うちには数種類の薬効食品を常備しています。その日の体調と相談しながら料理に加えたりすることも。今回はその中のひとつ、通年必要な時に使っている“金針菜”をとりあげます。
野菜なのにタンパク質を多く含む、優秀な薬効食品“金針菜”
金針菜と書いて、キンシンサイと呼びます。本萱草(ほんかんぞう)というユリ科の植物のつぼみを乾燥させたもので、日本ではあまりなじみがありませんが、植物なのに高タンパク、高カロリーなので中国では夏バテに役立つ野菜として重宝されています。もちろん、このまま食べるわけではありませんよ。
写真のような感じで水で戻してから使用します。調理方法も幅広くスープに入れたり、炒めたり。無味無臭というわけではありませんが、決してクセのある薬効食品ではないので我が家のうちごはんでは「ちょっと疲れたな〜」「また顔や身体がむくんできた?」なんていう時によく登場します。
夏バテにもおすすめの金針菜。身体にうれしい効果も続々!
金針菜が夏バテにおすすめと書いたのは理由があります。東洋医学的な見地からいえば…
・安中和胃(あんちゅうわい)…暑気あたりによる食欲不振から胃腸の働きを回復させる。
・安中和胃(あんちゅうわい)…暑気あたりによる食欲不振から胃腸の働きを回復させる。
・養血平肝(ようけつへいたん)…造血を助けて肝の熱邪を収める。
・利水消腫(りすいしょうしゅ)…利尿作用によりむくみを解消する。
という3つの効果が期待できます。
なにやら、四字熟語のような漢字が並ぶとたちまちむずかしそう〜と思ってしまう方もいるかもしれませんが、順を追って解説すると…
・夏バテして食欲もなくなっていませんか? 食べても気分悪くならないように胃腸の働きを回復させますよー!
・私たちが生きているうえで血は大事。とりわけ東洋医学では気・血・水のバランスが大事だと声高に唱えています。その血を造るのをサポートして肝に溜まった余分な熱を収めますよー!
・この時期、身体のむくみを感じていませんか? 利尿効果を促してそのお悩み(むくみ)を解消しますよー!
という意味なのです。
ナマの金針菜には毒性も! デメリットもちゃんと理解しておきたい
つい先日、たまたまナマの金針菜を手にすることができました。乾燥ではなかなか想像できなくても、ナマを見ると「なるほど、ユリ科の植物のつぼみなのだなぁ」と理解できます。金針菜の旬は6〜10月。調べたら、どうやら以前取材させていただいたアジアン野菜の農家さんが生産なさっている情報を聞きつけたので、近いうち取材に行けたらなぁとも思っています。

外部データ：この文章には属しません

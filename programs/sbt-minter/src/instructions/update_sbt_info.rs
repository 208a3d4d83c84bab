//! Replace an existing profile with a re-signed one

use anchor_lang::prelude::*;

use crate::events::SbtInfoUpdated;
use crate::state::{SbtAdmin, SbtInfo};
use crate::utils::profile::SbtProfile;
use crate::utils::signature::verify_profile_signature;

#[derive(Accounts)]
pub struct UpdateSbtInfo<'info> {
    #[account(
        seeds = [b"admin"],
        bump = admin.bump
    )]
    pub admin: Account<'info, SbtAdmin>,

    #[account(
        mut,
        seeds = [b"sbt_info", owner.key().as_ref()],
        bump = sbt_info.bump,
        has_one = owner
    )]
    pub sbt_info: Account<'info, SbtInfo>,

    pub owner: Signer<'info>,
}

#[allow(clippy::too_many_arguments)]
pub fn handler(
    ctx: Context<UpdateSbtInfo>,
    name: String,
    photo: String,
    twitter_id: String,
    discord_id: String,
    telegram_id: String,
    score: u64,
    signature: [u8; 64],
    recovery_id: u8,
) -> Result<()> {
    msg!("Updating SBT info");
    let profile = SbtProfile {
        name: &name,
        photo: &photo,
        twitter_id: &twitter_id,
        discord_id: &discord_id,
        telegram_id: &telegram_id,
        score,
    };
    profile.validate_lengths()?;
    verify_profile_signature(&profile, &signature, recovery_id, &ctx.accounts.admin.signer)?;

    let sbt_info = &mut ctx.accounts.sbt_info;
    let old_score = sbt_info.score;
    sbt_info.name = name;
    sbt_info.photo = photo;
    sbt_info.twitter_id = twitter_id;
    sbt_info.discord_id = discord_id;
    sbt_info.telegram_id = telegram_id;
    sbt_info.score = score;
    sbt_info.updated_at = Clock::get()?.unix_timestamp;

    emit!(SbtInfoUpdated {
        owner: sbt_info.owner,
        old_score,
        new_score: score,
        timestamp: sbt_info.updated_at,
    });

    Ok(())
}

さて、ナマの金針菜。乾燥のものとは勝手が違います。というのも、ナマの金針菜は有毒(コルヒチン)。まちがって口にすれば、めまい、むかつき、吐き気、下痢などの症状が出ることがあるので、しっかり火を通すことが大切です。この日はたしか焼き豚とともに炒め物にした記憶が! ナマの金針菜の食感や味が気になる方もいらっしゃると思うのですが、見た目通りあっさり。心なしか部位によってはヌルっといった食感もありました。そうですねー。オクラの花のつぼみを口にした時の食感に一番近いように思います。
ナマ、乾燥に関わらず、金針菜を食するにあたって、注意点がもう一点あります。それは…金針菜にはホウレンソウの20倍も鉄分が入っていているので補血作用があり、そのうえタンパク質も採れるとても優秀な食材ですが、実はカロリーが高いということも忘れてはいけません。ついつい炒め物やスープなどに大量に使ってしまいがちですが、そこはほどほどに。薬効食品はメリットもデメリットもきちんと理解して、効率的にうちごはんに取り入れることをおすすめいたします。